### [Task to complete]
Reproduce only the lines of the material below that start at the line containing "repository 779338f4b045687c" and stop at the line containing "static SLN_FORMAT: Lazy<Regex>". Keep both end lines.

**** Data excerpts ****

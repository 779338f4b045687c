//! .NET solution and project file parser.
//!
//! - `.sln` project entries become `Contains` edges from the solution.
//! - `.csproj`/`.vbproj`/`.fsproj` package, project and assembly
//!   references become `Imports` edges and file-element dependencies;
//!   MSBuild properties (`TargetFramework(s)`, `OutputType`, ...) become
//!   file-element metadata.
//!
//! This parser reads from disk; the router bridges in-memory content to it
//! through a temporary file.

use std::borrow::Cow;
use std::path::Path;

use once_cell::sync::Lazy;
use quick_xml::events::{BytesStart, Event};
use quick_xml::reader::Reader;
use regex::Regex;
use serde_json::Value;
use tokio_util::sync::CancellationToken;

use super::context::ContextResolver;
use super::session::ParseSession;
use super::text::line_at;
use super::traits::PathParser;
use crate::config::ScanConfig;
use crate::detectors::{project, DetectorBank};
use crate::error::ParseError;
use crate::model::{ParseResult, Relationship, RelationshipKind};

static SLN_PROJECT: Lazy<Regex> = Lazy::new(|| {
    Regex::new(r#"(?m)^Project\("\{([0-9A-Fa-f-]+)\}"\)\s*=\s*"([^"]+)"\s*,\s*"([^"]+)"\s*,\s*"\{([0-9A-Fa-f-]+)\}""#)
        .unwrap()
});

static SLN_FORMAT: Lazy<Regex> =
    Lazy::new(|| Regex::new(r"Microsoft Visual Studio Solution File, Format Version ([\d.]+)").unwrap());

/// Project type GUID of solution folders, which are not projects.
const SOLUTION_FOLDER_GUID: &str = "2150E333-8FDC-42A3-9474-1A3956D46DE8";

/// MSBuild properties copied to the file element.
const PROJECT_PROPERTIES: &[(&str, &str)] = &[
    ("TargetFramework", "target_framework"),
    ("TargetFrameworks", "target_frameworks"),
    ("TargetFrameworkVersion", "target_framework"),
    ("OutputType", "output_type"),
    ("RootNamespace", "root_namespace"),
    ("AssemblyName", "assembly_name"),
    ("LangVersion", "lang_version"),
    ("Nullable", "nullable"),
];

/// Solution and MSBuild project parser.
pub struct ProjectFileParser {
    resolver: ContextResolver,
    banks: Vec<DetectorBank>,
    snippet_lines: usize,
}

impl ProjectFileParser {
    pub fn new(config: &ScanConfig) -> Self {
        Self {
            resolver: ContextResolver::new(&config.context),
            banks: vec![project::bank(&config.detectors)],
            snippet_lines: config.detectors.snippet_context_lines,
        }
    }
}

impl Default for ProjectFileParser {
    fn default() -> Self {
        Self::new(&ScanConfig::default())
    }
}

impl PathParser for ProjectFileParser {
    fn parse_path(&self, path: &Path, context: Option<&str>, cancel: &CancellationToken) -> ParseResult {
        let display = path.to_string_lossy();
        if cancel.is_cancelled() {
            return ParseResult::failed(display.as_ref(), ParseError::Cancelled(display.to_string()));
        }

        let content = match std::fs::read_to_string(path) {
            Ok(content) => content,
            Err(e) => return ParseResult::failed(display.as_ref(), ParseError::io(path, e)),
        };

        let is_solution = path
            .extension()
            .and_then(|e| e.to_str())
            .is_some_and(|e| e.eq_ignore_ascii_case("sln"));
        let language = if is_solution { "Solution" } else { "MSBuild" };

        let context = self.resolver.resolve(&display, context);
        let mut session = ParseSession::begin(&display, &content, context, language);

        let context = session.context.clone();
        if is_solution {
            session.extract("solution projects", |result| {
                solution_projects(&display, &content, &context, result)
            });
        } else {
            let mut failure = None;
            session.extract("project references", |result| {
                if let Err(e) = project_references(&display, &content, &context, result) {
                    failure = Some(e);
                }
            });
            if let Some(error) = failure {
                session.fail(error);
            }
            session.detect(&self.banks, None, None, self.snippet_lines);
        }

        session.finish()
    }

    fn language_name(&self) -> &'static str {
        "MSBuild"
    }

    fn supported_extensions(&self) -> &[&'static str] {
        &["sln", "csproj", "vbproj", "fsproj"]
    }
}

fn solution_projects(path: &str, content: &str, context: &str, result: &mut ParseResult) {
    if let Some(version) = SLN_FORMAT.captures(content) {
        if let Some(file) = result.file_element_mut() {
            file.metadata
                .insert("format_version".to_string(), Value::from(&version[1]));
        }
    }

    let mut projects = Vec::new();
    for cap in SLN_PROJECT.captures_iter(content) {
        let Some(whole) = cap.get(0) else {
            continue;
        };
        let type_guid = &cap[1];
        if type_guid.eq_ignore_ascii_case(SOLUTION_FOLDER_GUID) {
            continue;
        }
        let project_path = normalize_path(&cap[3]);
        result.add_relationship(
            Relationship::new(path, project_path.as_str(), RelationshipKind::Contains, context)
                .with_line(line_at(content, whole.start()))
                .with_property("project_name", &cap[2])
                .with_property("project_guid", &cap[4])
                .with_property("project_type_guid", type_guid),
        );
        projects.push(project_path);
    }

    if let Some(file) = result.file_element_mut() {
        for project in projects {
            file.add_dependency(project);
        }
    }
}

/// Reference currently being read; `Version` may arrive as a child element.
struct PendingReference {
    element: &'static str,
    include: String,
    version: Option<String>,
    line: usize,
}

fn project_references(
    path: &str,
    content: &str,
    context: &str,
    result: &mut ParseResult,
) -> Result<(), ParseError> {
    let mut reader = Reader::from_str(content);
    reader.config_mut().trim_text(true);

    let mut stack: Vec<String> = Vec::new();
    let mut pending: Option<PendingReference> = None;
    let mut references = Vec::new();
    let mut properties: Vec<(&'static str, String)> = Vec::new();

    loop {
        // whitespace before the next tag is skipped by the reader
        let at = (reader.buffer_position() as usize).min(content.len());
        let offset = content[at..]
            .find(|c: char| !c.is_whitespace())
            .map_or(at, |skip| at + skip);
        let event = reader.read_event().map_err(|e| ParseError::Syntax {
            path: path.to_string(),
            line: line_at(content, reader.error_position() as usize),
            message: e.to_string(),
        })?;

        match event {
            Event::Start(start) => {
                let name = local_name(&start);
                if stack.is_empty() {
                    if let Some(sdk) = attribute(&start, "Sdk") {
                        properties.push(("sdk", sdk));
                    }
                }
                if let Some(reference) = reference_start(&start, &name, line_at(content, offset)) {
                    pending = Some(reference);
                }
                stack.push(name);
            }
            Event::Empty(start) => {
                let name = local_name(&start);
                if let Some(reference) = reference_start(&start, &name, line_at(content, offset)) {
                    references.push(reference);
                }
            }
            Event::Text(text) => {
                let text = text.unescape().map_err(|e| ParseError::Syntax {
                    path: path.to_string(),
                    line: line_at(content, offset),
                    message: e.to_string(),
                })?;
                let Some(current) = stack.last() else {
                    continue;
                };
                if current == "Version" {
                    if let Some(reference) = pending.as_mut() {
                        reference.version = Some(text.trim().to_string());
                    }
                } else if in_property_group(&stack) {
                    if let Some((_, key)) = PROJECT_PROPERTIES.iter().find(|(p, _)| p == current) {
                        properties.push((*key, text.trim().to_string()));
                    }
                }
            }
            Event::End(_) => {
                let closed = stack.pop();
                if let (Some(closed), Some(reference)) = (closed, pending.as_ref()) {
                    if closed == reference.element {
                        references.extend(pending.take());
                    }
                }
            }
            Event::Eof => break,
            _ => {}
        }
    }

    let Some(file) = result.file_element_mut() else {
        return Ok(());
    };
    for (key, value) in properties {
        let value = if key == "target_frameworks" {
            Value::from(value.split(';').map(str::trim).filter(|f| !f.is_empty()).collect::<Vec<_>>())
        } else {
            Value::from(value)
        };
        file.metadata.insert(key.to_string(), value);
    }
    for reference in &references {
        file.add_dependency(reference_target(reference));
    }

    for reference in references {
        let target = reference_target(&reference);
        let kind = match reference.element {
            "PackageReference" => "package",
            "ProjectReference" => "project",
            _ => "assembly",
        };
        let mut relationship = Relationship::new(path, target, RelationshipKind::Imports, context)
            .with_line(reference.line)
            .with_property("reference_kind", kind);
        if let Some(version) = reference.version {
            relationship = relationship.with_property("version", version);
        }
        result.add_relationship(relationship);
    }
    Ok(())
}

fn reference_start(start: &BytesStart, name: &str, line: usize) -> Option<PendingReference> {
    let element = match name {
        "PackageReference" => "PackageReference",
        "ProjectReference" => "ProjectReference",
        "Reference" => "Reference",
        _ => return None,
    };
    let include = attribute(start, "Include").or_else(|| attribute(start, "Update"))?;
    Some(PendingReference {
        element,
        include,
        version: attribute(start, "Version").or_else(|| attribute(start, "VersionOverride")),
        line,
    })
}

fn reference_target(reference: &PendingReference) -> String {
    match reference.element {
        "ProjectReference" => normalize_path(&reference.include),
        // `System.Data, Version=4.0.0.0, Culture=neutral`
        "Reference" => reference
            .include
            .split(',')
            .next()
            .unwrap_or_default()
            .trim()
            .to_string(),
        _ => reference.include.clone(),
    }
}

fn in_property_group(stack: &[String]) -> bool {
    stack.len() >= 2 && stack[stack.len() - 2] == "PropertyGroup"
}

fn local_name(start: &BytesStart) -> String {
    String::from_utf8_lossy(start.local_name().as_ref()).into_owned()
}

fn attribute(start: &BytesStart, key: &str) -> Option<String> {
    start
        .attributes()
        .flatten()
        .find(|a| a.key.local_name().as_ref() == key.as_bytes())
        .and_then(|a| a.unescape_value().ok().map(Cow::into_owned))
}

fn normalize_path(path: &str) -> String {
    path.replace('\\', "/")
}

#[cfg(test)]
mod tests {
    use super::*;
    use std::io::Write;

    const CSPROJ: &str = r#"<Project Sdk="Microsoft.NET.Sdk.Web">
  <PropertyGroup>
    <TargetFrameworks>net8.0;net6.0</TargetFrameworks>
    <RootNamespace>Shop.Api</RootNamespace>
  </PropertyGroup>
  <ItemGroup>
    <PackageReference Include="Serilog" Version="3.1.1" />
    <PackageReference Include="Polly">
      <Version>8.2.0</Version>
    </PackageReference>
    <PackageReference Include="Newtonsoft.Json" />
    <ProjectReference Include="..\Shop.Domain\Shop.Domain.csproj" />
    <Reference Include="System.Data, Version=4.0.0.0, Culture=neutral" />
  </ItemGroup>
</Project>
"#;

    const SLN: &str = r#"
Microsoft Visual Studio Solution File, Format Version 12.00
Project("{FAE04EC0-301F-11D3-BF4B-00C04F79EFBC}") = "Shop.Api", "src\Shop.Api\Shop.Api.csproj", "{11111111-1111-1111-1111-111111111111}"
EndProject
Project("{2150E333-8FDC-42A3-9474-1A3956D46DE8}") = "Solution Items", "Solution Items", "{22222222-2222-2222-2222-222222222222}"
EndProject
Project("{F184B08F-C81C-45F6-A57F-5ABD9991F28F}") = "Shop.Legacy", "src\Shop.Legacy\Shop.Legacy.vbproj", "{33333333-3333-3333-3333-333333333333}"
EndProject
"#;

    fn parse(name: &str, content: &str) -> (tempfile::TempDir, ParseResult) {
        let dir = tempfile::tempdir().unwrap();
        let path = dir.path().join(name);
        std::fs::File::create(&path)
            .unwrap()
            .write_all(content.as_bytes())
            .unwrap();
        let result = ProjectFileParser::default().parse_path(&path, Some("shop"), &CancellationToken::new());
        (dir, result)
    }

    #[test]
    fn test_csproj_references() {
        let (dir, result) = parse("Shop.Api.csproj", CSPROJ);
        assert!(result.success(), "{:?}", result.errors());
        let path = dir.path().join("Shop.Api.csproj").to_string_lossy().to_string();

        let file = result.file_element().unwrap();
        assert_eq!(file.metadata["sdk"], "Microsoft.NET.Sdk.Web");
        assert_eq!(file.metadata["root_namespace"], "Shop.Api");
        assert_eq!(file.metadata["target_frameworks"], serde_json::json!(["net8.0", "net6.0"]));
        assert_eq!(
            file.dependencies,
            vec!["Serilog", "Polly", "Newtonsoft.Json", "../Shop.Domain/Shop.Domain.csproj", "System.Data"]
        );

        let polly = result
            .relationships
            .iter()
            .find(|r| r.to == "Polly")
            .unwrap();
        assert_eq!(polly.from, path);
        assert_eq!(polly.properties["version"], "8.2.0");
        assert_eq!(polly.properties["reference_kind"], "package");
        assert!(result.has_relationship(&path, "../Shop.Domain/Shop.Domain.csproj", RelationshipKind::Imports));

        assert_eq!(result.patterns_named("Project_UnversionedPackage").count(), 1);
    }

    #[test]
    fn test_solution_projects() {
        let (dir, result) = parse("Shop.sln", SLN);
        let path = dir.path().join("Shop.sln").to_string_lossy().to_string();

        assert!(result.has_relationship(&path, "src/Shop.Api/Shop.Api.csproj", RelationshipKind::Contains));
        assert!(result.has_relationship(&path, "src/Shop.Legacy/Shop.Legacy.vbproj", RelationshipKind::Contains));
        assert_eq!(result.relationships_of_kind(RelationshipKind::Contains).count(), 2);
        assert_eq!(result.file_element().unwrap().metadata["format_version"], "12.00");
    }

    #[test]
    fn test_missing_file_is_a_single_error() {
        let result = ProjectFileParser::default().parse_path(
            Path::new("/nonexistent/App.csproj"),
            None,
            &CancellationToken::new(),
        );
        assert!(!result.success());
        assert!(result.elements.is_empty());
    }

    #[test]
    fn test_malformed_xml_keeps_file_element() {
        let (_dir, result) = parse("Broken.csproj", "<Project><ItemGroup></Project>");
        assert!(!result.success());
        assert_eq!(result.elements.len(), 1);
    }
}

****
**** Data excerpts ****

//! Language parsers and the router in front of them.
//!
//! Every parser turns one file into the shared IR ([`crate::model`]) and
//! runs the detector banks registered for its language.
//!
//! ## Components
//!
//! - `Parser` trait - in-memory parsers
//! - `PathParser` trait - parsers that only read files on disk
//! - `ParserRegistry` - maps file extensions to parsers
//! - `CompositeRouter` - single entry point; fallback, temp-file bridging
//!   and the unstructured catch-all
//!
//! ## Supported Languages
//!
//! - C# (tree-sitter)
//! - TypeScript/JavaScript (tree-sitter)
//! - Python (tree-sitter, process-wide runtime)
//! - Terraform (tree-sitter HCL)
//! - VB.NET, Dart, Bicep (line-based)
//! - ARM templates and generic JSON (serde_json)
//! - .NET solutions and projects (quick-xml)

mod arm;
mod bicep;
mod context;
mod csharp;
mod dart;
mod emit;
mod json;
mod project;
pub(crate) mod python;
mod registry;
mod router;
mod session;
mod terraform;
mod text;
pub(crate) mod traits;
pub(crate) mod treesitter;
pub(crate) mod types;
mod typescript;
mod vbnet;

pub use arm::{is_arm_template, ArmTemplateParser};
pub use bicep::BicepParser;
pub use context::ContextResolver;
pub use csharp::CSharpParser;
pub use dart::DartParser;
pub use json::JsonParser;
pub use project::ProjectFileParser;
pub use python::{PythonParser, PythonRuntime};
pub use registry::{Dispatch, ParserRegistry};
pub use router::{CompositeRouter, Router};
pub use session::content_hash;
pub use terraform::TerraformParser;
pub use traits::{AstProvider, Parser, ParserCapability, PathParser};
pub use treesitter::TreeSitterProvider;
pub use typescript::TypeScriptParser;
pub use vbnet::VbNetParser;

****

### [Exercise response]
repository 779338f4b045687c
//! .NET solution and project file parser.
//!
//! - `.sln` project entries become `Contains` edges from the solution.
//! - `.csproj`/`.vbproj`/`.fsproj` package, project and assembly
//!   references become `Imports` edges and file-element dependencies;
//!   MSBuild properties (`TargetFramework(s)`, `OutputType`, ...) become
//!   file-element metadata.
//!
//! This parser reads from disk; the router bridges in-memory content to it
//! through a temporary file.

use std::borrow::Cow;
use std::path::Path;

use once_cell::sync::Lazy;
use quick_xml::events::{BytesStart, Event};
use quick_xml::reader::Reader;
use regex::Regex;
use serde_json::Value;
use tokio_util::sync::CancellationToken;

use super::context::ContextResolver;
use super::session::ParseSession;
use super::text::line_at;
use super::traits::PathParser;
use crate::config::ScanConfig;
use crate::detectors::{project, DetectorBank};
use crate::error::ParseError;
use crate::model::{ParseResult, Relationship, RelationshipKind};

static SLN_PROJECT: Lazy<Regex> = Lazy::new(|| {
    Regex::new(r#"(?m)^Project\("\{([0-9A-Fa-f-]+)\}"\)\s*=\s*"([^"]+)"\s*,\s*"([^"]+)"\s*,\s*"\{([0-9A-Fa-f-]+)\}""#)
        .unwrap()
});

static SLN_FORMAT: Lazy<Regex> =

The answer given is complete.